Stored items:
────────────────────────────────────────

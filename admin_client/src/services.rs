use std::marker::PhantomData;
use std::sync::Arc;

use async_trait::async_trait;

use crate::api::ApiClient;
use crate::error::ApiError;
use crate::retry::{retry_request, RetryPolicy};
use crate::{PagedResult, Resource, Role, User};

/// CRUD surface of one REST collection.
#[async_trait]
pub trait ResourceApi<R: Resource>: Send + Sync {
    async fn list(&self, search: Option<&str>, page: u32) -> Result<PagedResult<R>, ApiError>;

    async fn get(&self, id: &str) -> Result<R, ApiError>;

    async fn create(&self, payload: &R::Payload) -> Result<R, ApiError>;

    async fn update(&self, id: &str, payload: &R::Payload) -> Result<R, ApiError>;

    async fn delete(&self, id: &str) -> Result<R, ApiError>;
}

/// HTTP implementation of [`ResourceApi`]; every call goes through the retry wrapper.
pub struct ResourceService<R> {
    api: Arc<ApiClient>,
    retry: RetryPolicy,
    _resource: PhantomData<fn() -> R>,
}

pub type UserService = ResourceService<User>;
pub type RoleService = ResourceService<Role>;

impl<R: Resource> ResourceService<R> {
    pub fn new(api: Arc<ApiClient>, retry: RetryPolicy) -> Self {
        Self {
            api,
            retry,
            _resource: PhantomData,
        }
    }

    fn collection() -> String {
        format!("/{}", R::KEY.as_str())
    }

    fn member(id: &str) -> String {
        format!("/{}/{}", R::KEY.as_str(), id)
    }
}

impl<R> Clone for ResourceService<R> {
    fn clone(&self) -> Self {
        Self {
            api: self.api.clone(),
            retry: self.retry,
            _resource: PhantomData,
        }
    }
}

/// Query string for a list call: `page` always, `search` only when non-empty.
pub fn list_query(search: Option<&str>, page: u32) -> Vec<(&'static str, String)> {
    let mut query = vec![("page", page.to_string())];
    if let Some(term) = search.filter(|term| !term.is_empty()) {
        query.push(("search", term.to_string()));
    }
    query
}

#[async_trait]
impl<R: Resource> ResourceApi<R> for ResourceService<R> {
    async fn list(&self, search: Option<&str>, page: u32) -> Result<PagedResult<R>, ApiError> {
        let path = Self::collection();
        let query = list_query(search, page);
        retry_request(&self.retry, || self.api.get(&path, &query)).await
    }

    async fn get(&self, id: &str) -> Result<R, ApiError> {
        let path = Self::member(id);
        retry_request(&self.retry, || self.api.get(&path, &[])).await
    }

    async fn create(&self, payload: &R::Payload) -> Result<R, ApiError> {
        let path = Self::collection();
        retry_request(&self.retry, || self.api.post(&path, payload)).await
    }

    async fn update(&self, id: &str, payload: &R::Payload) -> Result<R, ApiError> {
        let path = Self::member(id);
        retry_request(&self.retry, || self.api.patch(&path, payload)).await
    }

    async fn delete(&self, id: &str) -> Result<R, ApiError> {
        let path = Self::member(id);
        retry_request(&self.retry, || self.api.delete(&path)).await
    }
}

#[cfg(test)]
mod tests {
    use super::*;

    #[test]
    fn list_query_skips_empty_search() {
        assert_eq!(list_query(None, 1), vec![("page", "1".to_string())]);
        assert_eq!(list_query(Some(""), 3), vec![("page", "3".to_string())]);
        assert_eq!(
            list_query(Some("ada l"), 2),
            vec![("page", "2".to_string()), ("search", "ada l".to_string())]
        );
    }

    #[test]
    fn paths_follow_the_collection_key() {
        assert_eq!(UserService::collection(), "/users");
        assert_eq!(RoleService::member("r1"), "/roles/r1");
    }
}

────────────────────────────────────────

All the entries are to be set down exactly as they appear.

EXPECTED OUTPUT
filename admin_client/src/services.rs
use std::marker::PhantomData;
use std::sync::Arc;

use async_trait::async_trait;

use crate::api::ApiClient;
use crate::error::ApiError;
use crate::retry::{retry_request, RetryPolicy};
use crate::{PagedResult, Resource, Role, User};

/// CRUD surface of one REST collection.
#[async_trait]
pub trait ResourceApi<R: Resource>: Send + Sync {
    async fn list(&self, search: Option<&str>, page: u32) -> Result<PagedResult<R>, ApiError>;

    async fn get(&self, id: &str) -> Result<R, ApiError>;

    async fn create(&self, payload: &R::Payload) -> Result<R, ApiError>;

    async fn update(&self, id: &str, payload: &R::Payload) -> Result<R, ApiError>;

    async fn delete(&self, id: &str) -> Result<R, ApiError>;
}

/// HTTP implementation of [`ResourceApi`]; every call goes through the retry wrapper.
pub struct ResourceService<R> {
    api: Arc<ApiClient>,
    retry: RetryPolicy,
    _resource: PhantomData<fn() -> R>,
}

pub type UserService = ResourceService<User>;
pub type RoleService = ResourceService<Role>;

impl<R: Resource> ResourceService<R> {
    pub fn new(api: Arc<ApiClient>, retry: RetryPolicy) -> Self {
        Self {
            api,
            retry,
            _resource: PhantomData,
        }
    }

    fn collection() -> String {
        format!("/{}", R::KEY.as_str())
    }

    fn member(id: &str) -> String {
        format!("/{}/{}", R::KEY.as_str(), id)
    }
}

impl<R> Clone for ResourceService<R> {
    fn clone(&self) -> Self {
        Self {
            api: self.api.clone(),
            retry: self.retry,
            _resource: PhantomData,
        }
    }
}

/// Query string for a list call: `page` always, `search` only when non-empty.
pub fn list_query(search: Option<&str>, page: u32) -> Vec<(&'static str, String)> {
    let mut query = vec![("page", page.to_string())];
    if let Some(term) = search.filter(|term| !term.is_empty()) {
        query.push(("search", term.to_string()));
    }
    query
}

#[async_trait]
impl<R: Resource> ResourceApi<R> for ResourceService<R> {
    async fn list(&self, search: Option<&str>, page: u32) -> Result<PagedResult<R>, ApiError> {
        let path = Self::collection();
        let query = list_query(search, page);
        retry_request(&self.retry, || self.api.get(&path, &query)).await
    }

    async fn get(&self, id: &str) -> Result<R, ApiError> {
        let path = Self::member(id);
        retry_request(&self.retry, || self.api.get(&path, &[])).await
    }

    async fn create(&self, payload: &R::Payload) -> Result<R, ApiError> {
        let path = Self::collection();
        retry_request(&self.retry, || self.api.post(&path, payload)).await
    }

    async fn update(&self, id: &str, payload: &R::Payload) -> Result<R, ApiError> {
        let path = Self::member(id);
        retry_request(&self.retry, || self.api.patch(&path, payload)).await
    }

    async fn delete(&self, id: &str) -> Result<R, ApiError> {
        let path = Self::member(id);
        retry_request(&self.retry, || self.api.delete(&path)).await
    }
}

#[cfg(test)]
mod tests {
    use super::*;

    #[test]
    fn list_query_skips_empty_search() {
        assert_eq!(list_query(None, 1), vec![("page", "1".to_string())]);
        assert_eq!(list_query(Some(""), 3), vec![("page", "3".to_string())]);
        assert_eq!(
            list_query(Some("ada l"), 2),
            vec![("page", "2".to_string()), ("search", "ada l".to_string())]
        );
    }

    #[test]
    fn paths_follow_the_collection_key() {
        assert_eq!(UserService::collection(), "/users");
        assert_eq!(RoleService::member("r1"), "/roles/r1");
    }
}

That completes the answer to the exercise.